■ What you will do
Please copy out every line in the entries that includes the word "ordered".

■ Data for analysis
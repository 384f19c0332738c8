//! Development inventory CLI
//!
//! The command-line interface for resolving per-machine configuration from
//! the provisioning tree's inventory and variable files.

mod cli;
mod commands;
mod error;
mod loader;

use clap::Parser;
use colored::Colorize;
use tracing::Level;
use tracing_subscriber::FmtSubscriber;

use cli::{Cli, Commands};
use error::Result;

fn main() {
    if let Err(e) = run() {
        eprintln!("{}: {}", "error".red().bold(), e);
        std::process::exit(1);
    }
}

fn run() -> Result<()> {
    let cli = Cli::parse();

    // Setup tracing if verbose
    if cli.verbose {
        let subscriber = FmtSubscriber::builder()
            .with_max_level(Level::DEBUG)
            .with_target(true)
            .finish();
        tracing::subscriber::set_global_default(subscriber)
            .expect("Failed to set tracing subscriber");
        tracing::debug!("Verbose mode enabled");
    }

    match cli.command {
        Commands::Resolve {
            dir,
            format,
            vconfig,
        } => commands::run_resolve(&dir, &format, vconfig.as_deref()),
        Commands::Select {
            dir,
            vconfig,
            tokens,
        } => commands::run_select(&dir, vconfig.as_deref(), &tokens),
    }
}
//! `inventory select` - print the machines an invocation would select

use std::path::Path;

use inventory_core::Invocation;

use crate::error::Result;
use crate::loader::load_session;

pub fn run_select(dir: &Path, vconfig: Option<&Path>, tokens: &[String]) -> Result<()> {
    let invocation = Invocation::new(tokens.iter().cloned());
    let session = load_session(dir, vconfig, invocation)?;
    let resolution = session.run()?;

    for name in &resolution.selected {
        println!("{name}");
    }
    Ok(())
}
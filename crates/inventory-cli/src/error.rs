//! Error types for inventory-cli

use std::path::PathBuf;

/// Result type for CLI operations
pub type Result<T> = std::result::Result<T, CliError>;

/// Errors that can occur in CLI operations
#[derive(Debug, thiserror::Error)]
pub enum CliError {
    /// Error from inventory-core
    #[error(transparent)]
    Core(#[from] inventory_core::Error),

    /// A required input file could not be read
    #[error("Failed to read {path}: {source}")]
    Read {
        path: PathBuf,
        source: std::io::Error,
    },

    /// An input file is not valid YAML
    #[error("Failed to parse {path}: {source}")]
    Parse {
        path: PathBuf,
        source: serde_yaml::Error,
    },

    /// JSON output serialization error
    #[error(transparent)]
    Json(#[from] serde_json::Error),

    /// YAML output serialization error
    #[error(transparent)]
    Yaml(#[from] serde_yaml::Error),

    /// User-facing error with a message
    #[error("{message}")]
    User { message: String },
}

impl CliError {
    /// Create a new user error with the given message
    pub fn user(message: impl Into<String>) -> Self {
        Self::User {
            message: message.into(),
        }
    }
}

---

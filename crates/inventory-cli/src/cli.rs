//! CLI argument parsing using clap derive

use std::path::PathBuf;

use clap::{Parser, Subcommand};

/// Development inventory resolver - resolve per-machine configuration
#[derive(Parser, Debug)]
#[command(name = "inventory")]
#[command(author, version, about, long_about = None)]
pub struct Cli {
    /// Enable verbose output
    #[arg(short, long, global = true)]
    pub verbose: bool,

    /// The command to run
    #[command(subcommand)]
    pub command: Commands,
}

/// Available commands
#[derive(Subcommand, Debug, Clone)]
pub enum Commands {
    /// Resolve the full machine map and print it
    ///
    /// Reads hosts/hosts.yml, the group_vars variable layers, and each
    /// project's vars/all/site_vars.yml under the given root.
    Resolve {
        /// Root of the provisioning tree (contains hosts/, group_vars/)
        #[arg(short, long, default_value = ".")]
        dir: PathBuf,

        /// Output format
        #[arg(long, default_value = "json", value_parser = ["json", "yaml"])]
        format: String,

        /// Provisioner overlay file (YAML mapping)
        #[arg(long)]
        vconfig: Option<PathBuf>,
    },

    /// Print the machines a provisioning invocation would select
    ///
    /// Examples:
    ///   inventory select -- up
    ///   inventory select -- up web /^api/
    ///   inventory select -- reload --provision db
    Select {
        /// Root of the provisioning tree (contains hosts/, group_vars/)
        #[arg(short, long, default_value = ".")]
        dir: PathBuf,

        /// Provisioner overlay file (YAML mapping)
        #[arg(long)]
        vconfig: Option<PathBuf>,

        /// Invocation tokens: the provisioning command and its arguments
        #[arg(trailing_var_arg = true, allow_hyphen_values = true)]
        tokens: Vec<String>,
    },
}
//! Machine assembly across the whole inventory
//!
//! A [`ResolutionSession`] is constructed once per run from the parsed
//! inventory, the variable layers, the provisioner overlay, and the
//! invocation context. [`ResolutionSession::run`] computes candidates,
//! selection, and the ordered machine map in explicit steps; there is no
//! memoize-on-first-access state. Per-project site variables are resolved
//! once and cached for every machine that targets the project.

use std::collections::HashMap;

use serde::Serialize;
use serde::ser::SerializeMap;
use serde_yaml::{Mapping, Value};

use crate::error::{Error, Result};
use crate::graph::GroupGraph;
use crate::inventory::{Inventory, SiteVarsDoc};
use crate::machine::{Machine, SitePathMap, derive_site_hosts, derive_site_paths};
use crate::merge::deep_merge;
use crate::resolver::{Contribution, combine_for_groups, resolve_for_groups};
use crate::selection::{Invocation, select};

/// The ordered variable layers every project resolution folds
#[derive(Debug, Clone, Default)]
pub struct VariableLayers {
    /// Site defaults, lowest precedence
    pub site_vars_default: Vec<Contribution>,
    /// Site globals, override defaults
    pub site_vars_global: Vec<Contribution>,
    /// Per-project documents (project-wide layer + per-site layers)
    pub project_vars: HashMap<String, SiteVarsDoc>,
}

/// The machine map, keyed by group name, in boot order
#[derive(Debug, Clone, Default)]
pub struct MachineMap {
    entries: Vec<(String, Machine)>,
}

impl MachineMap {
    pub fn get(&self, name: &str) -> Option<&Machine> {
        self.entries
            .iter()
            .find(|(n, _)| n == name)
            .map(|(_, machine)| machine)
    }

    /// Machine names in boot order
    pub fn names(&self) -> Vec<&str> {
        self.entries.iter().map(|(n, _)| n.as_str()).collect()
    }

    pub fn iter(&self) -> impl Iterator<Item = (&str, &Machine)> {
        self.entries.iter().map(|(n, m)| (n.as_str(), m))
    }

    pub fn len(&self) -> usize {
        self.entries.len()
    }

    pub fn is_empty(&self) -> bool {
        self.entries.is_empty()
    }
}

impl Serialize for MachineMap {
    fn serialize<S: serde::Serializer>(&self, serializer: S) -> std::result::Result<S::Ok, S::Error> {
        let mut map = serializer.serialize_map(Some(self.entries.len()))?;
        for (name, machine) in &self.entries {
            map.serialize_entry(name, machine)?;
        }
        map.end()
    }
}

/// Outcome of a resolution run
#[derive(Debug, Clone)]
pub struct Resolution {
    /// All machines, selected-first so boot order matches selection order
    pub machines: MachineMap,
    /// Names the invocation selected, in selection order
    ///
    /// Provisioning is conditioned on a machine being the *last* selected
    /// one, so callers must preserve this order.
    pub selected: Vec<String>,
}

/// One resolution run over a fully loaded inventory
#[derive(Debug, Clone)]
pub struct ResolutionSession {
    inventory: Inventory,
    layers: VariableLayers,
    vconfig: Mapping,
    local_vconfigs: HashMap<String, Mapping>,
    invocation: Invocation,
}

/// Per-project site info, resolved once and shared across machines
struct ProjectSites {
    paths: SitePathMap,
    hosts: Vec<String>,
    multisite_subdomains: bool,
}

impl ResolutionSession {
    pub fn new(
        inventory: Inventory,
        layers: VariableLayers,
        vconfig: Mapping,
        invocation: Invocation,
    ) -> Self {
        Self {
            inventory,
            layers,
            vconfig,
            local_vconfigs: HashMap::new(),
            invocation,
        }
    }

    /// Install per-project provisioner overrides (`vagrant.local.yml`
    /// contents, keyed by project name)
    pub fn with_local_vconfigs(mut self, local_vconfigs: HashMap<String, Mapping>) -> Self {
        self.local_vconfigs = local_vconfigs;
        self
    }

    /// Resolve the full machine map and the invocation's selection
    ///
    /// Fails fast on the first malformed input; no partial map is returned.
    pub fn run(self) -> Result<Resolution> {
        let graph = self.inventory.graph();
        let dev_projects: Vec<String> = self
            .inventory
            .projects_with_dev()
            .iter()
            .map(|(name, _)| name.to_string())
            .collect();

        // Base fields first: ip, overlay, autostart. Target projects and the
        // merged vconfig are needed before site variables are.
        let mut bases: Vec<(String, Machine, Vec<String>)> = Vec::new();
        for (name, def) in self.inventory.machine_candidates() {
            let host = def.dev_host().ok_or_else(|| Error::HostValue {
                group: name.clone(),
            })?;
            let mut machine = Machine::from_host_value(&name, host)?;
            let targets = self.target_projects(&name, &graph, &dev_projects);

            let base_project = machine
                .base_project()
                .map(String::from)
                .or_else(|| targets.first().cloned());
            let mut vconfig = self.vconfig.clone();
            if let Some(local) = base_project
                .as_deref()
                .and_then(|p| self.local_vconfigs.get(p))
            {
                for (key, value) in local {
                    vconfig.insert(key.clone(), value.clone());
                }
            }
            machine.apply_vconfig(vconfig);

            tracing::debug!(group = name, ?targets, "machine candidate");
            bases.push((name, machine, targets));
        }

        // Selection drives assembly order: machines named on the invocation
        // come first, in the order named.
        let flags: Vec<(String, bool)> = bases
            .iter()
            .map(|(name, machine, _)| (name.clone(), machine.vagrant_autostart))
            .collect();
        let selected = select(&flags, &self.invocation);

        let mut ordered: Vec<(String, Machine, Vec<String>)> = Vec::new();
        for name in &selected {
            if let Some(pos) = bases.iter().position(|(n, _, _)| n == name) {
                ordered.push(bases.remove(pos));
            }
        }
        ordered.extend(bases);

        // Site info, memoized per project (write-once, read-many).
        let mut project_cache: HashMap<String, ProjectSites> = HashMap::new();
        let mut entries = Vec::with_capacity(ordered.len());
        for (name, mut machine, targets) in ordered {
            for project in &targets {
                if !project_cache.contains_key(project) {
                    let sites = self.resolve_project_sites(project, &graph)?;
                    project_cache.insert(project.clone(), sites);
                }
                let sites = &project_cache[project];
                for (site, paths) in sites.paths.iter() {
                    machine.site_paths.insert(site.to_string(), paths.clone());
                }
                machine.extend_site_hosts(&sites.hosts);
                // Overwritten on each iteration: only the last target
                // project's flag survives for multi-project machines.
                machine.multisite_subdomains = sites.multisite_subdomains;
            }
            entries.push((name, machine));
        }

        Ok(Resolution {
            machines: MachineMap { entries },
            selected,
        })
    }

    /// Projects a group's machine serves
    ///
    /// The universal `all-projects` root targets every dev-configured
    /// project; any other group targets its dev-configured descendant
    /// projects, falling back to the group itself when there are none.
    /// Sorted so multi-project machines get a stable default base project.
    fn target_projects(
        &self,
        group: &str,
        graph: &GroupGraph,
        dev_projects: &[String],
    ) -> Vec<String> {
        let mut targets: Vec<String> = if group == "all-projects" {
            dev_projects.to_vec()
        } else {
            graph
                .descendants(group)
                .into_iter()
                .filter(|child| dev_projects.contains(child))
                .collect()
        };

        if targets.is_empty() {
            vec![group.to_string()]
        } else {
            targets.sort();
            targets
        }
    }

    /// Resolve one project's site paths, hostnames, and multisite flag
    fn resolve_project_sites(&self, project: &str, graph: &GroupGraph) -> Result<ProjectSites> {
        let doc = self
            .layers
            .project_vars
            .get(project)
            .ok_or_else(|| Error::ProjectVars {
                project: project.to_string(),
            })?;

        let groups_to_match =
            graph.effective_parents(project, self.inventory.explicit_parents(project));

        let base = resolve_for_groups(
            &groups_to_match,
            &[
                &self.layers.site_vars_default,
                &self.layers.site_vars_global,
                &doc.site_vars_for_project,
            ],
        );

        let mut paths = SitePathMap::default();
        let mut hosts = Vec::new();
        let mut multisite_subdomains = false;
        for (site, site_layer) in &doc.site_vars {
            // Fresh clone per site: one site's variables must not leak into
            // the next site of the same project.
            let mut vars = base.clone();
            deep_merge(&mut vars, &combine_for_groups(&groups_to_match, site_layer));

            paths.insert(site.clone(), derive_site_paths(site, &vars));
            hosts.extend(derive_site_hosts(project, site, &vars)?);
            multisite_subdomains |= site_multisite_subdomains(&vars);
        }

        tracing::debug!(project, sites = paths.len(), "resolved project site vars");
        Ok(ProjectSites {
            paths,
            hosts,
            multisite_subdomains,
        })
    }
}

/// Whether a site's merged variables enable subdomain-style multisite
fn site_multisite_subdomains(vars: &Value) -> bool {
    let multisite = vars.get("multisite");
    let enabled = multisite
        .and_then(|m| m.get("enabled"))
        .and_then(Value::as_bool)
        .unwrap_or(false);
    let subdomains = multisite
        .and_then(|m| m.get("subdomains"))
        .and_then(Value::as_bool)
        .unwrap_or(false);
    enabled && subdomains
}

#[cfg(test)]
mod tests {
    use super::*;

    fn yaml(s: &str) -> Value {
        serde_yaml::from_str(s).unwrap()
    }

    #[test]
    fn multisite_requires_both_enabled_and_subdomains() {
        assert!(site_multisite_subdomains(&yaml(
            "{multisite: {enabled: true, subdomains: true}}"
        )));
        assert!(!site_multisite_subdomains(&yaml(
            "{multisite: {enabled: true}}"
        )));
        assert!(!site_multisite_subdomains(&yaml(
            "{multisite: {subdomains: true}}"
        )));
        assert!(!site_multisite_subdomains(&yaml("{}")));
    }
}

■ Exercise solution
//! selection, and the ordered machine map in explicit steps; there is no
/// The ordered variable layers every project resolution folds
        let mut ordered: Vec<(String, Machine, Vec<String>)> = Vec::new();
                ordered.push(bases.remove(pos));
        ordered.extend(bases);
        let mut entries = Vec::with_capacity(ordered.len());
        for (name, mut machine, targets) in ordered {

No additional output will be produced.